HUKUM TERUTAMA, kenapa?

Oktober 14, 2011 pukul 8:08 am | Ditulis dalam Apologet, Pemikiran, Saya melihat | 1 Komentar
Tag: ,

“Guru, hukum manakah yang terutama dalam hukum Taurat?”
Jawab Yesus kepadanya:
“Kasihilah Tuhan, Allahmu, dengan segenap hatimu dan dengan segenap jiwamu dan dengan segenap akal budimu. Itulah hukum yang terutama dan yang pertama. Dan hukum yang kedua, yang sama dengan itu, ialah: Kasihilah sesamamu manusia seperti dirimu sendiri.

Pada kedua hukum inilah tergantung seluruh hukum Taurat dan kitab para nabi.”
(Matius 22:36-40)

Jika para nabi, Taurat dan semua kitab bergantung kepada hukum utama dan yang terutama ini, maka itu menceritakan sesuatu yang kekal.
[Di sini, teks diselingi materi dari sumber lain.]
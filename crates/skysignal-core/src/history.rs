//! Signal-level view over the history store.
//!
//! One series per signal kind, named after [`SignalKind::as_str`]. Geo-scoped
//! lookups keep only points within a radius of the target; points stored
//! without a location always qualify.

use std::sync::Arc;
use std::time::Duration;

use serde::Serialize;
use skysignal_history::{Coordinates, HistoryPoint, HistoryStore};

use crate::clock::Clock;
use crate::{haversine_km, CoreError, GeoPoint, SignalKind, UtcDateTime};

/// A stored observation converted back into domain types.
#[derive(Debug, Clone, Copy, PartialEq, Serialize)]
pub struct StoredSample {
    pub observed_at: UtcDateTime,
    pub value: f64,
    pub location: Option<GeoPoint>,
}

impl StoredSample {
    fn from_point(point: &HistoryPoint) -> Self {
        Self {
            observed_at: UtcDateTime::from_any_offset(point.observed_at),
            value: point.value,
            location: point
                .location
                .and_then(|coordinates| GeoPoint::new(coordinates.lat, coordinates.lon).ok()),
        }
    }

    fn into_point(self) -> HistoryPoint {
        HistoryPoint::new(
            self.observed_at.into_inner(),
            self.value,
            self.location.map(|location| Coordinates {
                lat: location.lat(),
                lon: location.lon(),
            }),
        )
    }
}

/// Spatial filter for geo-scoped series.
#[derive(Debug, Clone, Copy, PartialEq)]
pub struct Nearby {
    pub target: GeoPoint,
    pub radius_km: f64,
}

impl Nearby {
    fn admits(self, sample: &StoredSample) -> bool {
        sample
            .location
            .map_or(true, |location| haversine_km(self.target, location) <= self.radius_km)
    }
}

/// History store plus the clock that decides what "now" means for pruning.
pub struct SignalHistory {
    store: HistoryStore,
    clock: Arc<dyn Clock>,
}

impl SignalHistory {
    pub fn new(store: HistoryStore, clock: Arc<dyn Clock>) -> Self {
        Self { store, clock }
    }

    pub fn series_name(kind: SignalKind) -> &'static str {
        kind.as_str()
    }

    pub fn describe(&self) -> String {
        self.store.describe()
    }

    pub fn now(&self) -> UtcDateTime {
        self.clock.now()
    }

    pub fn append(&self, kind: SignalKind, sample: StoredSample) -> Result<(), CoreError> {
        self.store.append(
            Self::series_name(kind),
            sample.into_point(),
            self.now().into_inner(),
        )?;
        Ok(())
    }

    /// Samples observed within `window`, oldest first.
    pub fn recent(
        &self,
        kind: SignalKind,
        window: Duration,
        nearby: Option<Nearby>,
    ) -> Result<Vec<StoredSample>, CoreError> {
        let points = self.store.recent(
            Self::series_name(kind),
            to_time_duration(window),
            self.now().into_inner(),
        )?;
        Ok(points
            .iter()
            .map(StoredSample::from_point)
            .filter(|sample| nearby.map_or(true, |nearby| nearby.admits(sample)))
            .collect())
    }

    /// Newest retained sample, optionally restricted to the neighbourhood.
    pub fn latest(
        &self,
        kind: SignalKind,
        nearby: Option<Nearby>,
    ) -> Result<Option<StoredSample>, CoreError> {
        let Some(nearby) = nearby else {
            let point = self
                .store
                .latest(Self::series_name(kind), self.now().into_inner())?;
            return Ok(point.as_ref().map(StoredSample::from_point));
        };

        let retention = self.store.config().retention_for(Self::series_name(kind));
        let points = self.store.recent(
            Self::series_name(kind),
            retention,
            self.now().into_inner(),
        )?;
        Ok(points
            .iter()
            .rev()
            .map(StoredSample::from_point)
            .find(|sample| nearby.admits(sample)))
    }

    pub fn clear(&self, kind: SignalKind) -> Result<(), CoreError> {
        self.store.clear(Self::series_name(kind))?;
        Ok(())
    }
}

pub(crate) fn to_time_duration(duration: Duration) -> time::Duration {
    time::Duration::try_from(duration).unwrap_or(time::Duration::MAX)
}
Karena semua Kitab Suci menceritakan sesuatu yang kekal, dan Yang Kekal hanya SATU, yaitu ALLAH YANG MAHA KUASA.
Kitab Suci juga tidak serta merta melupakan bahwa ada manusia di dalam object kasih itu. Dan karena manusia adalah pelaku juga, maka semua manusia diajak untuk menerima ROH KUDUS, ROH ALLAH, supaya menjadi di dalam kasih. Dan setiap orang yang menerima ROH KUDUS akan disanggupkan dalam perilakunya untuk melakukan kasih, dan dalam kesanggupan itulah kita akan semakin mengenal KRISTUS yang penuh kasih karunia, dan penuh kebenaran.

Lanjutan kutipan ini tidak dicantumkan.